Note: this entry has moved.

Regular expressions are really powerful and very cool. Most people think of them as just a validation mechanism. They are missing a big scenario enabled by regexes: parsing.

Some other people think that if you're doing any parsing, you **have** to use parser generator tools (i.e. yacc/lex, antlr, coco/r, etc), build a formal grammar of your language, etc. But do you really **need** to get into that? Do you want proof that you can achieve the same goal with regular expressions? The ASP.NET page parser is built with regular expressions, and not only the v1.x, but the Whidbey version too.
Wanna confirm? Fire up Reflector, search for the TemplateParser class in the System.Web.UI namespace, and look at the ParseStringInternal method. There you will see how the BaseParser class is being used to parse the page source, which contains all the regular expressions for the several pieces of a page.

I've build a number of parsers with regexes, from simple expression parsers (i.e. a more flexible and powerful expression format than DataBinder.Eval, for example) to full template file parsing (i.e. templates with ASP-like syntax for codegen, in the spirit of CodeSmith, NVelocity, etc.). And it works very well. And your code using very complex regular expressions doesn't have to be a cryptic-impossible to read-never ending-line of almost garbage that only you can understand.

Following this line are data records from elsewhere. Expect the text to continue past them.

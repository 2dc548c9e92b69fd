//! Client side of the remote DOM: a lightweight shadow tree mirroring the
//! real DOM that lives on the other end of the message channel.

pub mod event;
pub mod markup;
mod node;

use std::cell::RefCell;
use std::collections::HashMap;
use std::rc::Rc;

use thiserror::Error;
use tracing::trace;

use crate::protocol::{
    ChannelError, CommandReply, DomCommand, EventNotice, LayoutMetric, MessageChannel, RemoteId,
    ScrollAxis,
};

pub use self::event::{DomEvent, ListenerFn, ListenerId};
pub use self::markup::MarkupError;
pub use self::node::{NodeKind, ParentLink};

use self::event::ListenerEntry;
use self::node::{ClassListState, ElementState, ShadowNode, TextState};

/// Handle to any shadow node, element or text.
#[derive(Debug, Clone, Copy, PartialEq, Eq, Hash)]
pub struct NodeHandle(RemoteId);

impl NodeHandle {
    pub fn id(self) -> RemoteId {
        self.0
    }
}

#[derive(Debug, Clone, Copy, PartialEq, Eq, Hash)]
pub struct ElementHandle(RemoteId);

impl ElementHandle {
    pub fn id(self) -> RemoteId {
        self.0
    }

    pub fn as_node(self) -> NodeHandle {
        NodeHandle(self.0)
    }
}

#[derive(Debug, Clone, Copy, PartialEq, Eq, Hash)]
pub struct TextHandle(RemoteId);

impl TextHandle {
    pub fn as_node(self) -> NodeHandle {
        NodeHandle(self.0)
    }
}

/// Handle to a document fragment. Fragments are client-only: they never get a
/// remote id and are exploded into their member list on insertion.
#[derive(Debug, Clone, Copy, PartialEq, Eq, Hash)]
pub struct FragmentHandle(u32);

impl From<ElementHandle> for NodeHandle {
    fn from(el: ElementHandle) -> Self {
        NodeHandle(el.0)
    }
}

impl From<TextHandle> for NodeHandle {
    fn from(text: TextHandle) -> Self {
        NodeHandle(text.0)
    }
}

/// Argument to the insertion methods: a single node, or a fragment whose
/// members are inserted in order.
#[derive(Debug, Clone, Copy)]
pub enum ChildSource {
    Node(NodeHandle),
    Fragment(FragmentHandle),
}

impl From<NodeHandle> for ChildSource {
    fn from(node: NodeHandle) -> Self {
        ChildSource::Node(node)
    }
}

impl From<ElementHandle> for ChildSource {
    fn from(el: ElementHandle) -> Self {
        ChildSource::Node(el.into())
    }
}

impl From<TextHandle> for ChildSource {
    fn from(text: TextHandle) -> Self {
        ChildSource::Node(text.into())
    }
}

Bottom-line: learn regular expression. There're a lot of very real problems that you can solve SO easily with them...


  • I agree only in part. It's true that you can avoid using parser generators for some cases, but you cannot use regular expressions to parse a context-free grammars (programming languages).

    Regular expressions are only useful to define regular grammars, but for context-free grammars you need to use BNF and use pushdown automatas as the parsing mechanism, like parser generator tools does.

    The example you give about ASP.NET parsing is only to separate code blocks from HTML ones.

  • Sure thing. A full-blown programming language cannot be parsed with regular expressions. But given the limited number of programming languages (successful ones, let's say), how big do you think is the niche for getting proficient with those tools/techniques?

    There is an inmensely bigger amount of common problems and small parsing needs that are very cost-effectively solved with regular expressions. For example, you don't need much more than that to parse XML, XPath, XPointer, DataBinder.Eval-like .NET expressions, templates, MSBuild property references, Postbuild commands, etc etc etc. So becoming proficiend with regexes is much more important and relevant to solve day to day problems than mastering BNF, lex/yacc, or any other full-blown parsing tecniques/tools, IMO.

  • As much as I like regular expressions, using them for parsing has some shortcomings, e.g. the inability to easily treat nested expressions. Hence infamous ASP .Net parsing bugs like when trying to parse

    <asp:textbox runat="server" text="<%# Container.DataItem("toto") %>" />

Comments have been disabled for this content.